:: Instructions for the task ::
Figure out how many lines in the records below hold the string "script". That number alone is the answer.

# # # #

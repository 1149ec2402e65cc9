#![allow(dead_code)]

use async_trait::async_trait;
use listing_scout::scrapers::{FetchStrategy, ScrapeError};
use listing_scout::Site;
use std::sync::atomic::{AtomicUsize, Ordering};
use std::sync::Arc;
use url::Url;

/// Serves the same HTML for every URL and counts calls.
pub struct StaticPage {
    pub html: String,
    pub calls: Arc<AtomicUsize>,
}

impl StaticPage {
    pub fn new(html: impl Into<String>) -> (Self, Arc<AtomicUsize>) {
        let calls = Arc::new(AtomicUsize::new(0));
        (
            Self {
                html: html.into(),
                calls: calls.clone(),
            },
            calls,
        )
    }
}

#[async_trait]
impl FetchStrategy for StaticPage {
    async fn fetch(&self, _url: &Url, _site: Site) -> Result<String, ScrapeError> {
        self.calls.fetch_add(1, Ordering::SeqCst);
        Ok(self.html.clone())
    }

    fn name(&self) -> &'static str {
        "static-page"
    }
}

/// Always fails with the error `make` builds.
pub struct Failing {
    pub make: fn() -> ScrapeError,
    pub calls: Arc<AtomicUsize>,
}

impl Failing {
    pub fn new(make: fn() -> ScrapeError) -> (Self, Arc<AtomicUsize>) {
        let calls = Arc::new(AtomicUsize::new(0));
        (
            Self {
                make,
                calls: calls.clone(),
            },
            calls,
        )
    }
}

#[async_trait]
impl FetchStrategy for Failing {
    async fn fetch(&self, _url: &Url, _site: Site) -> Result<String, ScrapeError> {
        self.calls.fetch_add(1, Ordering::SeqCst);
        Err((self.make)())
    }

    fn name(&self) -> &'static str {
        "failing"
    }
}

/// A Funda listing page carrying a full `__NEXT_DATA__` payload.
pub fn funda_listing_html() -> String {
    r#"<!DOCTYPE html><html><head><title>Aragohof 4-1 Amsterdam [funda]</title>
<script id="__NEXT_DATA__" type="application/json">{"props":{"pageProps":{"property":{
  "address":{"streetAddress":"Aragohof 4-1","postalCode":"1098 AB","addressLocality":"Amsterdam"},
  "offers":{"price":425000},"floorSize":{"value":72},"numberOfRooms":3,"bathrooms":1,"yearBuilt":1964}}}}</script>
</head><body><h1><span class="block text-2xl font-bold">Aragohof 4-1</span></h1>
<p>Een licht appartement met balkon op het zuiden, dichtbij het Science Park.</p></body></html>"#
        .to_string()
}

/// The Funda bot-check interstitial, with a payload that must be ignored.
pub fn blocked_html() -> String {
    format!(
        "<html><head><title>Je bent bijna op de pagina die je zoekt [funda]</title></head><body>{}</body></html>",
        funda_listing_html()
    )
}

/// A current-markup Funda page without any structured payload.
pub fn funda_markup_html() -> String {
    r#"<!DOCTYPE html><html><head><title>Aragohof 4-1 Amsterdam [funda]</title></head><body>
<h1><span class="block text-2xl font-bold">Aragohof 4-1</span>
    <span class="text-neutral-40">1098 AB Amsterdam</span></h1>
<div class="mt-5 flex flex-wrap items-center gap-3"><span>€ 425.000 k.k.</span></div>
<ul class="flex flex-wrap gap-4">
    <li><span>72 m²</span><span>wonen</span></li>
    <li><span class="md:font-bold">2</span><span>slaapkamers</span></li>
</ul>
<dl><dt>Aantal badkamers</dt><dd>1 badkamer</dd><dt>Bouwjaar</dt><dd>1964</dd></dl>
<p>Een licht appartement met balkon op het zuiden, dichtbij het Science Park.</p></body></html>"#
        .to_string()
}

# # # #

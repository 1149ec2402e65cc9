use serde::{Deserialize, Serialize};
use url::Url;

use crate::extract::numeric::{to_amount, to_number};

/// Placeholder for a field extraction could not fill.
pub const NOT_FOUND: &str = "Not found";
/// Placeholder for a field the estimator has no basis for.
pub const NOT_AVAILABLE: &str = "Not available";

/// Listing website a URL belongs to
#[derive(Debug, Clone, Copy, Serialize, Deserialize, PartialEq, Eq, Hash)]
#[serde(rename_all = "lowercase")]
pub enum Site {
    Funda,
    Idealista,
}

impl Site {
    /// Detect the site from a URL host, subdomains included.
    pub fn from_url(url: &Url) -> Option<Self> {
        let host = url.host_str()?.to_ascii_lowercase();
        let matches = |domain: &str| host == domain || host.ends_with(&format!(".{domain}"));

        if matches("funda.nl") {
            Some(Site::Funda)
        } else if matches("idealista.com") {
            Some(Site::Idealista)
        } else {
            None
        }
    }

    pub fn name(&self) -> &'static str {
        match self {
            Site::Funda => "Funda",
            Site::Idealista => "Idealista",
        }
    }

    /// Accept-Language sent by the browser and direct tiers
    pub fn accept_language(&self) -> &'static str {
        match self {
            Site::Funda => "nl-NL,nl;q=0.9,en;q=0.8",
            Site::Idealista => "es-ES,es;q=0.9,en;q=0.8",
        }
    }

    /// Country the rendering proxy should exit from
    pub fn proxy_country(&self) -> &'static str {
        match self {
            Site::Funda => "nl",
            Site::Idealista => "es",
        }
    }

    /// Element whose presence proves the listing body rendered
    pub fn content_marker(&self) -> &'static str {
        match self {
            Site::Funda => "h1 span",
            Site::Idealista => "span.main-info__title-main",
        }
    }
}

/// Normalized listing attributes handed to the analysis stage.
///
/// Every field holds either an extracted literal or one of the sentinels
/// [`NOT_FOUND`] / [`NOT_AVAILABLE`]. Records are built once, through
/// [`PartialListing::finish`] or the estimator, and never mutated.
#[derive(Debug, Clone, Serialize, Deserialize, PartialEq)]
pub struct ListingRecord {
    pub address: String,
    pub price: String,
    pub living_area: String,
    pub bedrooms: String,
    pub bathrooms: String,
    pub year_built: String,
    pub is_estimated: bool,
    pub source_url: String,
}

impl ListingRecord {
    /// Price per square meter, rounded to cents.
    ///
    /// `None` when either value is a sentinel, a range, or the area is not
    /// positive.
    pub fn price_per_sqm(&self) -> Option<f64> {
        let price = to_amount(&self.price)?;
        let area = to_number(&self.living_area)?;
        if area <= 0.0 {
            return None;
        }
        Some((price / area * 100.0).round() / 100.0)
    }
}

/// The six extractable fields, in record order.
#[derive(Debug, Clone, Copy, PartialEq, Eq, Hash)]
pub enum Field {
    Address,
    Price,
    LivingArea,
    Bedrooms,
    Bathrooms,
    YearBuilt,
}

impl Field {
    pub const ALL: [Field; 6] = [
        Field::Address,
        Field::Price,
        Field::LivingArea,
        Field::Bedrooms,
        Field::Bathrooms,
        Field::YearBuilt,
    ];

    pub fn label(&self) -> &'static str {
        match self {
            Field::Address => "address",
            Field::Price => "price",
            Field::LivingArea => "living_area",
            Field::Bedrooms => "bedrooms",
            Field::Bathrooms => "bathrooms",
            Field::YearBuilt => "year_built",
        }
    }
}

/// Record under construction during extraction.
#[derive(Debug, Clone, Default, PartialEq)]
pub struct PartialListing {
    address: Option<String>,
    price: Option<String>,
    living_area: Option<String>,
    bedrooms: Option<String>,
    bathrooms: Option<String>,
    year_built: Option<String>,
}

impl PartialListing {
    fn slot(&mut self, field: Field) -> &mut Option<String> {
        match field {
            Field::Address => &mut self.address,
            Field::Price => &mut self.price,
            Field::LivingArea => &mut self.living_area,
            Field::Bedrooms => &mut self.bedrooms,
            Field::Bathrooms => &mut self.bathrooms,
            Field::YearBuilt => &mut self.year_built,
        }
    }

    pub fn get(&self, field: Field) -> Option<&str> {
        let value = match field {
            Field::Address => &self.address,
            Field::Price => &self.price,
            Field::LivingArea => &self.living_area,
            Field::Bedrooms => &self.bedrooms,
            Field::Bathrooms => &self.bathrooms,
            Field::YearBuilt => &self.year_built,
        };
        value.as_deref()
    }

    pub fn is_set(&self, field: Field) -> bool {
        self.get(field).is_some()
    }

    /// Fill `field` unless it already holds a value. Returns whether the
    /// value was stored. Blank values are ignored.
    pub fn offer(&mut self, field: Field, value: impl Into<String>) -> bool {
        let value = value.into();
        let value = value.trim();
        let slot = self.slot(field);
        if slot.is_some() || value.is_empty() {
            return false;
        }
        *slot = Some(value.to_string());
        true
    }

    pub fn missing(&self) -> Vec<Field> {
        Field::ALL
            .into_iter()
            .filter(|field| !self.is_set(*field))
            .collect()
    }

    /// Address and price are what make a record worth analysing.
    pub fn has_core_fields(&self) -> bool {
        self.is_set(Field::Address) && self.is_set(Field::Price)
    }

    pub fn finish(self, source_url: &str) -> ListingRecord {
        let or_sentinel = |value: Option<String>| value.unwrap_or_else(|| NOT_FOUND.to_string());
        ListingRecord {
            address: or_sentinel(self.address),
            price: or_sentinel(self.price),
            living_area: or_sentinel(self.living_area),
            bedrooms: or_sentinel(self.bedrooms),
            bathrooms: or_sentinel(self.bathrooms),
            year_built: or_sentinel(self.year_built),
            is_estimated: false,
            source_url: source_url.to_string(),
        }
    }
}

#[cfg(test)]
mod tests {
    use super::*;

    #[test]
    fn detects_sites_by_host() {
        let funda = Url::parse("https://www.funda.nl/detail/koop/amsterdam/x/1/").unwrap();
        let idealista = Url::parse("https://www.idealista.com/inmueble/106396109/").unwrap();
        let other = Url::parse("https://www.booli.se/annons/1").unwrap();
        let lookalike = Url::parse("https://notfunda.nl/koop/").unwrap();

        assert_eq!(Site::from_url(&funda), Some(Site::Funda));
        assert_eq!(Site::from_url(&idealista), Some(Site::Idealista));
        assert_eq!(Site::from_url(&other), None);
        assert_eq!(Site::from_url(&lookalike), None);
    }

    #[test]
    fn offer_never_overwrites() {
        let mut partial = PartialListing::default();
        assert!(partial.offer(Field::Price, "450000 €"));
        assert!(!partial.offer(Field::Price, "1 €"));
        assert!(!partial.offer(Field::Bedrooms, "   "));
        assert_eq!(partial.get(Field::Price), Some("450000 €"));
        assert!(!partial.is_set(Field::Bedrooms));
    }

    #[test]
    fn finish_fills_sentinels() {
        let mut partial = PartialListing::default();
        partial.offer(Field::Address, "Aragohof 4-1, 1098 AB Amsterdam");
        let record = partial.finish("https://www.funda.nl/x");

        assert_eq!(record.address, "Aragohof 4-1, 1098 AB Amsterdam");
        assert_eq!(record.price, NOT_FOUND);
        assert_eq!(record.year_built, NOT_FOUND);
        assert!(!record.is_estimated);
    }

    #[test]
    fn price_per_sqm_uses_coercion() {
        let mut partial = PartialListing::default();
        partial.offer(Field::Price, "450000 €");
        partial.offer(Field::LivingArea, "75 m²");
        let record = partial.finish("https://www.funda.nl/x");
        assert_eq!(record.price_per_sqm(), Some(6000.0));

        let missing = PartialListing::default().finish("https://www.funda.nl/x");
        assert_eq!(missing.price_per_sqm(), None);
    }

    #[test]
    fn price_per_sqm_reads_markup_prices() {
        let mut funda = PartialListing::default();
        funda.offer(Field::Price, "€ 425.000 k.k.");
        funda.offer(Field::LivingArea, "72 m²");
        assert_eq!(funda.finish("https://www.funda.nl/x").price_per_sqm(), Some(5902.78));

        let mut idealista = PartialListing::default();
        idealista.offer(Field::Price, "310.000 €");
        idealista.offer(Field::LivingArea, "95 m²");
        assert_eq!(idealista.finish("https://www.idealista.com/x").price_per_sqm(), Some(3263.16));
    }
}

# # # #

:: Task result ::
2